• **What to produce**: Check each line of the listing below for "BTreeMap" and state how many lines contain it, with no other words.

━━━ Supplied records ━━━

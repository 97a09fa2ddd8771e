// SPDX-License-Identifier: BUSL-1.1
// Copyright (c) 2026 Alfred Jean LLC

//! Job submission, lookup, and cancellation handlers.

use std::collections::BTreeMap;

use cc_core::{shard_name, shard_slices, JobId, JobShape, JobSpec};
use cc_wire::{ErrorKind, InputUpload, JobDetail, Response, TaskSummary};
use tracing::info;

use super::ListenCtx;
use crate::registry::RegistryError;
use crate::store::StoreError;

/// SubmitJob: validate, persist inputs (and shards), register the job.
///
/// Registration is synchronous; execution is not. On any artifact
/// failure the half-written job directory is dropped so a retried
/// submission starts clean.
pub(super) async fn submit(
    ctx: &ListenCtx,
    shape: JobShape,
    map_plugin: String,
    reduce_plugin: Option<String>,
    shards: Option<u32>,
    params: BTreeMap<String, String>,
    inputs: Vec<InputUpload>,
) -> Response {
    let spec = JobSpec {
        shape,
        map_plugin,
        reduce_plugin,
        shards: shards.unwrap_or(1),
        params,
    };
    if let Err(e) = spec.validate(inputs.len()) {
        return Response::error(ErrorKind::BadRequest, e.to_string());
    }

    let job_id = JobId::new();
    if let Err(e) = write_artifacts(ctx, &job_id, &spec, &inputs) {
        // Leave no partial job behind
        let _ = ctx.store.drop_job(&job_id);
        return e;
    }

    let input_names: Vec<String> = inputs.into_iter().map(|i| i.name).collect();
    ctx.registry.lock().register_job(job_id, spec, &input_names);

    info!(%job_id, "job submitted");
    Response::JobSubmitted { job_id }
}

/// Persist the uploaded inputs and, for map_reduce, the shard artifacts
/// cut from the first (designated) input.
fn write_artifacts(
    ctx: &ListenCtx,
    job_id: &JobId,
    spec: &JobSpec,
    inputs: &[InputUpload],
) -> Result<(), Response> {
    let store = &ctx.store;
    store.create_job(job_id).map_err(internal)?;

    for input in inputs {
        match store.put(job_id, &input.name, &input.bytes) {
            Ok(_) => {}
            Err(StoreError::InvalidName(name)) => {
                return Err(Response::error(
                    ErrorKind::BadRequest,
                    format!("invalid input name: {:?}", name),
                ));
            }
            Err(StoreError::Conflict) => {
                return Err(Response::error(
                    ErrorKind::BadRequest,
                    format!("duplicate input name: {:?}", input.name),
                ));
            }
            Err(e) => return Err(internal(e)),
        }
    }

    if spec.shape == JobShape::MapReduce {
        // inputs is non-empty (validated above); the first is sharded
        let designated = &inputs[0];
        for (index, slice) in shard_slices(&designated.bytes, spec.shards).iter().enumerate() {
            store.put(job_id, &shard_name(index as u32), slice).map_err(internal)?;
        }
    }

    Ok(())
}

fn internal(e: impl std::fmt::Display) -> Response {
    Response::error(ErrorKind::Internal, e.to_string())
}

/// GetJob: assemble the detail view from a registry snapshot.
pub(super) fn get(ctx: &ListenCtx, job_id: &JobId) -> Response {
    let snapshot = ctx.registry.lock().job_snapshot(job_id);
    let Some((job, tasks)) = snapshot else {
        return Response::Job { job: None };
    };

    let tasks = tasks
        .into_iter()
        .map(|t| TaskSummary {
            task_id: t.id,
            kind: t.kind,
            shard_index: t.shard_index,
            state: t.state,
            retry_count: t.retry_count,
            worker: t.holder().cloned(),
            last_error: t.last_error,
        })
        .collect();

    Response::Job {
        job: Some(Box::new(JobDetail {
            job_id: job.id,
            shape: job.spec.shape,
            state: job.state,
            created_at_ms: job.created_at_ms,
            final_output_name: job.final_output,
            last_error: job.last_error,
            tasks,
        })),
    }
}

/// CancelJob: mark cancelled; holders learn via heartbeat.
pub(super) fn cancel(ctx: &ListenCtx, job_id: &JobId) -> Response {
    match ctx.registry.lock().cancel(job_id) {
        Ok(()) => Response::Ok,
        Err(RegistryError::UnknownJob) => Response::error(ErrorKind::NotFound, "unknown job"),
        Err(e) => Response::error(ErrorKind::Conflict, e.to_string()),
    }
}
// SPDX-License-Identifier: BUSL-1.1
// Copyright (c) 2026 Alfred Jean LLC

//! Dispatch protocol: claim, heartbeat, report.

use std::collections::BTreeMap;

use cc_core::{
    output_names, Clock, JobState, Lease, Task, TaskError, TaskErrorKind, TaskId, TaskKind,
    TaskState, WorkerId,
};

use super::{Registry, RegistryError};

/// A claim handed to a worker: the task plus its job's parameter bag.
#[derive(Debug, Clone)]
pub struct ClaimedWork {
    pub task: Task,
    pub params: BTreeMap<String, String>,
}

impl<C: Clock> Registry<C> {
    /// Hand the oldest dispatchable task to `worker`, or `None`.
    ///
    /// Selection is FIFO over `pending_since_ms` with `task_id` as the
    /// tie-break. Tasks of cancelled or failed jobs never dispatch, and a
    /// worker sits out the cooldown window on a task it just failed.
    pub fn claim(&mut self, worker: &WorkerId) -> Option<ClaimedWork> {
        self.touch_worker(worker);
        let now_ms = self.clock.epoch_ms();

        let chosen = self
            .tasks
            .values()
            .filter(|t| t.claimable_by(worker, now_ms))
            .filter(|t| {
                self.jobs
                    .get(&t.job)
                    .is_some_and(|j| matches!(j.state, JobState::Pending | JobState::Running))
            })
            .min_by(|a, b| {
                (a.pending_since_ms, a.id.as_str()).cmp(&(b.pending_since_ms, b.id.as_str()))
            })
            .map(|t| t.id)?;

        let lease_ms = self.config.lease_ttl.as_millis() as u64;
        let task = self.tasks.get_mut(&chosen)?;
        task.state = TaskState::Assigned;
        task.lease = Some(Lease {
            worker: worker.clone(),
            issued_at_ms: now_ms,
            expires_at_ms: now_ms + lease_ms,
        });

        let job_id = task.job;
        let snapshot = task.clone();

        let params = match self.jobs.get_mut(&job_id) {
            Some(job) => {
                if job.state == JobState::Pending {
                    job.state = JobState::Running;
                }
                job.spec.params.clone()
            }
            None => BTreeMap::new(),
        };

        if let Some(record) = self.workers.get_mut(worker) {
            record.held = Some(chosen);
        }

        tracing::info!(task_id = %chosen, worker = %worker, job_id = %job_id, "task claimed");
        Some(ClaimedWork { task: snapshot, params })
    }

    /// Extend the lease on a held task. Returns `false` when the worker
    /// must abandon the task (no longer the holder, or the job was
    /// cancelled); in that case no task state changes.
    pub fn heartbeat(&mut self, worker: &WorkerId, task_id: &TaskId) -> bool {
        self.touch_worker(worker);
        let now_ms = self.clock.epoch_ms();
        let lease_ms = self.config.lease_ttl.as_millis() as u64;

        let cancelled = {
            let Some(task) = self.tasks.get(task_id) else { return false };
            if task.holder() != Some(worker) {
                return false;
            }
            self.jobs.get(&task.job).is_none_or(|j| j.state == JobState::Cancelled)
        };

        if cancelled {
            // Release the task so the tables stay consistent; the job is
            // cancelled, so it will never dispatch again.
            if let Some(task) = self.tasks.get_mut(task_id) {
                task.lease = None;
                task.state = TaskState::Pending;
                task.pending_since_ms = now_ms;
                task.last_error = Some(TaskError::new(
                    TaskErrorKind::JobCancelled,
                    "job cancelled while in flight",
                ));
            }
            if let Some(record) = self.workers.get_mut(worker) {
                if record.held.as_ref() == Some(task_id) {
                    record.held = None;
                }
            }
            return false;
        }

        if let Some(task) = self.tasks.get_mut(task_id) {
            if task.state == TaskState::Assigned {
                // First progress report
                task.state = TaskState::Running;
            }
            if let Some(lease) = task.lease.as_mut() {
                lease.expires_at_ms = now_ms + lease_ms;
            }
        }
        true
    }

    /// Commit a successful outcome. The caller has already verified that
    /// every reported output artifact exists in the store.
    pub fn report_success(
        &mut self,
        worker: &WorkerId,
        task_id: &TaskId,
        outputs: &[String],
    ) -> Result<(), RegistryError> {
        self.touch_worker(worker);

        let job_id = {
            let task = self.tasks.get(task_id).ok_or(RegistryError::UnknownTask)?;
            if task.holder() != Some(worker) {
                return Err(RegistryError::NotHolder);
            }

            let mut declared: Vec<&str> = task.expected_outputs.iter().map(String::as_str).collect();
            let mut reported: Vec<&str> = outputs.iter().map(String::as_str).collect();
            declared.sort_unstable();
            reported.sort_unstable();
            if declared != reported {
                return Err(RegistryError::OutputMismatch);
            }
            task.job
        };

        if self.jobs.get(&job_id).is_some_and(|j| j.state == JobState::Cancelled) {
            return Err(RegistryError::JobCancelled);
        }

        if let Some(task) = self.tasks.get_mut(task_id) {
            task.state = TaskState::Succeeded;
            task.lease = None;
        }
        if let Some(record) = self.workers.get_mut(worker) {
            if record.held.as_ref() == Some(task_id) {
                record.held = None;
            }
        }
        tracing::info!(task_id = %task_id, worker = %worker, "task succeeded");

        self.on_task_succeeded(&job_id, task_id);
        Ok(())
    }

    /// Commit a failed outcome; the registry decides retry vs terminal.
    pub fn report_failure(
        &mut self,
        worker: &WorkerId,
        task_id: &TaskId,
        error: TaskError,
    ) -> Result<(), RegistryError> {
        self.touch_worker(worker);

        {
            let task = self.tasks.get(task_id).ok_or(RegistryError::UnknownTask)?;
            if task.holder() != Some(worker) {
                return Err(RegistryError::NotHolder);
            }
        }
        if let Some(record) = self.workers.get_mut(worker) {
            if record.held.as_ref() == Some(task_id) {
                record.held = None;
            }
        }

        self.fail_or_requeue(task_id, error, Some(worker.clone()));
        Ok(())
    }

    /// Cascade after a success: reduce-task creation when the map stage
    /// completes, job success when the terminal task finishes.
    fn on_task_succeeded(&mut self, job_id: &cc_core::JobId, task_id: &TaskId) {
        let now_ms = self.clock.epoch_ms();

        let Some(job) = self.jobs.get(job_id) else { return };

        // Map stage completion → create the reduce task, inputs ordered
        // by shard index.
        let finished_kind = self.tasks.get(task_id).map(|t| t.kind);
        if finished_kind == Some(TaskKind::Map) {
            let mut maps: Vec<&Task> = job
                .tasks
                .iter()
                .filter_map(|t| self.tasks.get(t))
                .filter(|t| t.kind == TaskKind::Map)
                .collect();
            if maps.iter().all(|t| t.state == TaskState::Succeeded) {
                maps.sort_by_key(|t| t.shard_index);
                let inputs: Vec<String> =
                    maps.iter().flat_map(|t| t.expected_outputs.iter().cloned()).collect();

                let reduce_plugin =
                    job.spec.reduce_plugin.clone().unwrap_or_else(|| job.spec.map_plugin.clone());
                let reduce = Task::new(
                    TaskId::new(),
                    *job_id,
                    TaskKind::Reduce,
                    None,
                    reduce_plugin.clone(),
                    inputs,
                    output_names(&reduce_plugin, TaskKind::Reduce, None),
                    now_ms,
                );
                let reduce_id = reduce.id;
                self.tasks.insert(reduce_id, reduce);
                if let Some(job) = self.jobs.get_mut(job_id) {
                    job.tasks.push(reduce_id);
                    job.terminal_task = Some(reduce_id);
                }
                tracing::info!(job_id = %job_id, task_id = %reduce_id, "map stage complete, reduce task created");
                return;
            }
            return;
        }

        // Terminal task success → job success.
        if job.terminal_task.as_ref() == Some(task_id) {
            let final_output =
                self.tasks.get(task_id).and_then(|t| t.expected_outputs.first().cloned());
            if let Some(job) = self.jobs.get_mut(job_id) {
                job.state = JobState::Succeeded;
                job.final_output = final_output;
                tracing::info!(job_id = %job_id, output = ?job.final_output, "job succeeded");
            }
        }
    }

}

#[cfg(test)]
#[path = "dispatch_tests.rs"]
mod tests;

━━━

• **Written response**: 5